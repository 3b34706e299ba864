use std::env;
use std::sync::{Mutex, OnceLock};

use homequote_cli::commands::{doctor, migrate, seed};
use serde_json::Value;

const MEMORY_DB: &[(&str, &str)] =
    &[("HOMEQUOTE_DATABASE_URL", "sqlite::memory:"), ("HOMEQUOTE_DATABASE_MAX_CONNECTIONS", "1")];

#[test]
fn migrate_returns_success_with_memory_database() {
    with_env(MEMORY_DB, || {
        let result = migrate::run();
        assert_eq!(result.exit_code, 0, "expected successful migrate run");

        let payload = parse_payload(&result.output);
        assert_eq!(payload["command"], "migrate");
        assert_eq!(payload["status"], "ok");
        assert!(payload["error_class"].is_null());
        assert!(payload["message"].as_str().unwrap_or_default().starts_with("applied"));
    });
}

#[test]
fn migrate_reports_config_failure_with_exit_code_two() {
    with_env(&[("HOMEQUOTE_DATABASE_URL", "postgres://elsewhere/homequote")], || {
        let result = migrate::run();
        assert_eq!(result.exit_code, 2, "expected config validation failure code");

        let payload = parse_payload(&result.output);
        assert_eq!(payload["status"], "error");
        assert_eq!(payload["error_class"], "config_validation");
    });
}

#[test]
fn migrate_reports_unparseable_env_override_as_config_failure() {
    with_env(&[("HOMEQUOTE_SERVER_PORT", "not-a-port")], || {
        let result = migrate::run();
        assert_eq!(result.exit_code, 2);
        assert_eq!(parse_payload(&result.output)["error_class"], "config_validation");
    });
}

#[test]
fn seed_loads_and_verifies_demo_dataset() {
    with_env(MEMORY_DB, || {
        let result = seed::run(false);
        assert_eq!(result.exit_code, 0, "expected seed success: {}", result.output);

        let payload = parse_payload(&result.output);
        assert_eq!(payload["command"], "seed");
        assert_eq!(payload["status"], "ok");

        let message = payload["message"].as_str().unwrap_or_default();
        assert!(message.contains("3 users"));
        assert!(message.contains("3 financing plans"));
        assert!(message.ends_with("proposal P-SEED-001"));
    });
}

#[test]
fn seed_reset_is_repeatable() {
    with_env(MEMORY_DB, || {
        let result = seed::run(true);
        assert_eq!(result.exit_code, 0, "expected seed --reset success: {}", result.output);
        assert_eq!(parse_payload(&result.output)["status"], "ok");
    });
}

#[test]
fn doctor_flags_unmigrated_schema_in_json() {
    with_env(MEMORY_DB, || {
        let result = doctor::run(true);
        assert_eq!(result.exit_code, 5, "fresh database has pending migrations");

        let payload = parse_payload(&result.output);
        assert_eq!(payload["overall_status"], "fail");

        let checks = payload["checks"].as_array().expect("checks array");
        let status_of = |name: &str| {
            checks
                .iter()
                .find(|check| check["name"] == name)
                .map(|check| check["status"].as_str().unwrap_or_default().to_string())
                .unwrap_or_default()
        };
        assert_eq!(status_of("config_validation"), "pass");
        assert_eq!(status_of("database_connectivity"), "pass");
        assert_eq!(status_of("schema_migrations"), "fail");
        assert_eq!(status_of("admin_bootstrap"), "skipped");
    });
}

#[test]
fn doctor_skips_database_checks_when_config_is_invalid() {
    with_env(&[("HOMEQUOTE_PRICING_CURRENCY", "dollars")], || {
        let result = doctor::run(false);
        assert_eq!(result.exit_code, 2);

        let output = result.output;
        assert!(output.starts_with("doctor: one or more readiness checks failed"));
        assert!(output.contains("- [fail] config_validation:"));
        assert!(output.contains("- [skip] database_connectivity:"));
    });
}

fn parse_payload(output: &str) -> Value {
    serde_json::from_str(output).expect("command output should be valid JSON")
}

fn with_env(vars: &[(&str, &str)], test_fn: impl FnOnce()) {
    static ENV_LOCK: OnceLock<Mutex<()>> = OnceLock::new();
    let _guard =
        ENV_LOCK.get_or_init(|| Mutex::new(())).lock().expect("env mutex should not be poisoned");

    let keys = [
        "HOMEQUOTE_DATABASE_URL",
        "HOMEQUOTE_DATABASE_MAX_CONNECTIONS",
        "HOMEQUOTE_DATABASE_TIMEOUT_SECS",
        "HOMEQUOTE_SERVER_BIND_ADDRESS",
        "HOMEQUOTE_SERVER_PORT",
        "HOMEQUOTE_SERVER_HEALTH_CHECK_PORT",
        "HOMEQUOTE_SERVER_GRACEFUL_SHUTDOWN_SECS",
        "HOMEQUOTE_ADMIN_SETUP_TOKEN",
        "HOMEQUOTE_PRICING_CURRENCY",
        "HOMEQUOTE_LOGGING_LEVEL",
        "HOMEQUOTE_LOGGING_FORMAT",
        "HOMEQUOTE_LOG_LEVEL",
        "HOMEQUOTE_LOG_FORMAT",
    ];

    let previous_values: Vec<(&str, Option<String>)> =
        keys.iter().map(|key| (*key, env::var(key).ok())).collect();

    for key in &keys {
        env::remove_var(key);
    }
    for (key, value) in vars {
        env::set_var(key, value);
    }

    test_fn();

    for (key, value) in previous_values {
        if let Some(value) = value {
            env::set_var(key, value);
        } else {
            env::remove_var(key);
        }
    }
}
※
■ Your goal: The answer is all of the material, given again exactly.

■ Reply:
repository 3b34706e299ba864
use std::env;
use std::sync::{Mutex, OnceLock};

use homequote_cli::commands::{doctor, migrate, seed};
use serde_json::Value;

const MEMORY_DB: &[(&str, &str)] =
    &[("HOMEQUOTE_DATABASE_URL", "sqlite::memory:"), ("HOMEQUOTE_DATABASE_MAX_CONNECTIONS", "1")];

#[test]
fn migrate_returns_success_with_memory_database() {
    with_env(MEMORY_DB, || {
        let result = migrate::run();
        assert_eq!(result.exit_code, 0, "expected successful migrate run");

        let payload = parse_payload(&result.output);
        assert_eq!(payload["command"], "migrate");
        assert_eq!(payload["status"], "ok");
        assert!(payload["error_class"].is_null());
        assert!(payload["message"].as_str().unwrap_or_default().starts_with("applied"));
    });
}

#[test]
fn migrate_reports_config_failure_with_exit_code_two() {
    with_env(&[("HOMEQUOTE_DATABASE_URL", "postgres://elsewhere/homequote")], || {
        let result = migrate::run();
        assert_eq!(result.exit_code, 2, "expected config validation failure code");

        let payload = parse_payload(&result.output);
        assert_eq!(payload["status"], "error");
        assert_eq!(payload["error_class"], "config_validation");
    });
}

#[test]
fn migrate_reports_unparseable_env_override_as_config_failure() {
    with_env(&[("HOMEQUOTE_SERVER_PORT", "not-a-port")], || {
        let result = migrate::run();
        assert_eq!(result.exit_code, 2);
        assert_eq!(parse_payload(&result.output)["error_class"], "config_validation");
    });
}

#[test]
fn seed_loads_and_verifies_demo_dataset() {
    with_env(MEMORY_DB, || {
        let result = seed::run(false);
        assert_eq!(result.exit_code, 0, "expected seed success: {}", result.output);

        let payload = parse_payload(&result.output);
        assert_eq!(payload["command"], "seed");
        assert_eq!(payload["status"], "ok");

        let message = payload["message"].as_str().unwrap_or_default();
        assert!(message.contains("3 users"));
        assert!(message.contains("3 financing plans"));
        assert!(message.ends_with("proposal P-SEED-001"));
    });
}

#[test]
fn seed_reset_is_repeatable() {
    with_env(MEMORY_DB, || {
        let result = seed::run(true);
        assert_eq!(result.exit_code, 0, "expected seed --reset success: {}", result.output);
        assert_eq!(parse_payload(&result.output)["status"], "ok");
    });
}

#[test]
fn doctor_flags_unmigrated_schema_in_json() {
    with_env(MEMORY_DB, || {
        let result = doctor::run(true);
        assert_eq!(result.exit_code, 5, "fresh database has pending migrations");

        let payload = parse_payload(&result.output);
        assert_eq!(payload["overall_status"], "fail");

        let checks = payload["checks"].as_array().expect("checks array");
        let status_of = |name: &str| {
            checks
                .iter()
                .find(|check| check["name"] == name)
                .map(|check| check["status"].as_str().unwrap_or_default().to_string())
                .unwrap_or_default()
        };
        assert_eq!(status_of("config_validation"), "pass");
        assert_eq!(status_of("database_connectivity"), "pass");
        assert_eq!(status_of("schema_migrations"), "fail");
        assert_eq!(status_of("admin_bootstrap"), "skipped");
    });
}

#[test]
fn doctor_skips_database_checks_when_config_is_invalid() {
    with_env(&[("HOMEQUOTE_PRICING_CURRENCY", "dollars")], || {
        let result = doctor::run(false);
        assert_eq!(result.exit_code, 2);

        let output = result.output;
        assert!(output.starts_with("doctor: one or more readiness checks failed"));
        assert!(output.contains("- [fail] config_validation:"));
        assert!(output.contains("- [skip] database_connectivity:"));
    });
}

fn parse_payload(output: &str) -> Value {
    serde_json::from_str(output).expect("command output should be valid JSON")
}

fn with_env(vars: &[(&str, &str)], test_fn: impl FnOnce()) {
    static ENV_LOCK: OnceLock<Mutex<()>> = OnceLock::new();
    let _guard =
        ENV_LOCK.get_or_init(|| Mutex::new(())).lock().expect("env mutex should not be poisoned");

    let keys = [
        "HOMEQUOTE_DATABASE_URL",
        "HOMEQUOTE_DATABASE_MAX_CONNECTIONS",
        "HOMEQUOTE_DATABASE_TIMEOUT_SECS",
        "HOMEQUOTE_SERVER_BIND_ADDRESS",
        "HOMEQUOTE_SERVER_PORT",
        "HOMEQUOTE_SERVER_HEALTH_CHECK_PORT",
        "HOMEQUOTE_SERVER_GRACEFUL_SHUTDOWN_SECS",
        "HOMEQUOTE_ADMIN_SETUP_TOKEN",
        "HOMEQUOTE_PRICING_CURRENCY",
        "HOMEQUOTE_LOGGING_LEVEL",
        "HOMEQUOTE_LOGGING_FORMAT",
        "HOMEQUOTE_LOG_LEVEL",
        "HOMEQUOTE_LOG_FORMAT",
    ];

    let previous_values: Vec<(&str, Option<String>)> =
        keys.iter().map(|key| (*key, env::var(key).ok())).collect();

    for key in &keys {
        env::remove_var(key);
    }
    for (key, value) in vars {
        env::set_var(key, value);
    }

    test_fn();

    for (key, value) in previous_values {
        if let Some(value) = value {
            env::set_var(key, value);
        } else {
            env::remove_var(key);
        }
    }
}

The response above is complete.